# EXCERPTED RECORDS:
◆ ◆ ◆

//! Pre-rendered tone and silence fragments.

use std::f64::consts::PI;

use crate::error::{Error, Result};
use crate::timing::Timing;

/// Samples of linear onset and release ramp applied to every played tone.
pub const RAMP_SAMPLES: usize = 100;

/// Peak amplitude of the generated sine, well inside the i16 range.
const PEAK_AMPLITUDE: f64 = 16_000.0;

/// Immutable audio fragments shared by one synthesis session.
///
/// `signal` holds a continuous sine long enough for the longest tone (a
/// three-unit dash at character speed); `silence` holds one spacing unit of
/// zeros. Playback never mutates these buffers: the onset and release ramps
/// are applied to a scratch copy, so the same fragment can shape every tone
/// of the session.
pub struct ToneBuffer {
    signal: Vec<i16>,
    silence: Vec<i16>,
}

impl ToneBuffer {
    /// Render the session fragments for `freq_hz` against `timing`.
    ///
    /// The frequency must be nonzero and below the Nyquist limit of the
    /// sample rate. The element must be long enough to carry both ramps
    /// without them overlapping; at 22050 Hz that admits any character speed
    /// up to 132 WPM.
    pub fn build(freq_hz: u32, timing: &Timing) -> Result<Self> {
        let sample_rate = timing.sample_rate();
        if freq_hz == 0 || u64::from(freq_hz) * 2 >= u64::from(sample_rate) {
            return Err(Error::InvalidFrequency {
                freq_hz,
                sample_rate,
            });
        }
        let element = timing.element_samples();
        if element < 2 * RAMP_SAMPLES {
            return Err(Error::InvalidSpeed(format!(
                "character speed leaves {element} samples per element, too short for \
                 the {RAMP_SAMPLES}-sample ramps"
            )));
        }

        let step = f64::from(freq_hz) * 2.0 * PI / f64::from(sample_rate);
        let signal = (0..3 * element)
            .map(|i| (PEAK_AMPLITUDE * (step * i as f64).sin()) as i16)
            .collect();
        let silence = vec![0i16; timing.spacing_samples()];
        Ok(Self { signal, silence })
    }

    /// The continuous sine, three elements long.
    pub fn signal(&self) -> &[i16] {
        &self.signal
    }

    /// One spacing unit of zeros. The first `element_samples` of it also
    /// serve as the intra-character gap, since spacing is never shorter.
    pub fn silence(&self) -> &[i16] {
        &self.silence
    }
}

◆ ◆ ◆

# INSTRUCTIONS FOR THE TASK:
Using only the data above, copy out the lines that include the word "unit".

# THE ANSWER:
/// three-unit dash at character speed); `silence` holds one spacing unit of
    /// One spacing unit of zeros. The first `element_samples` of it also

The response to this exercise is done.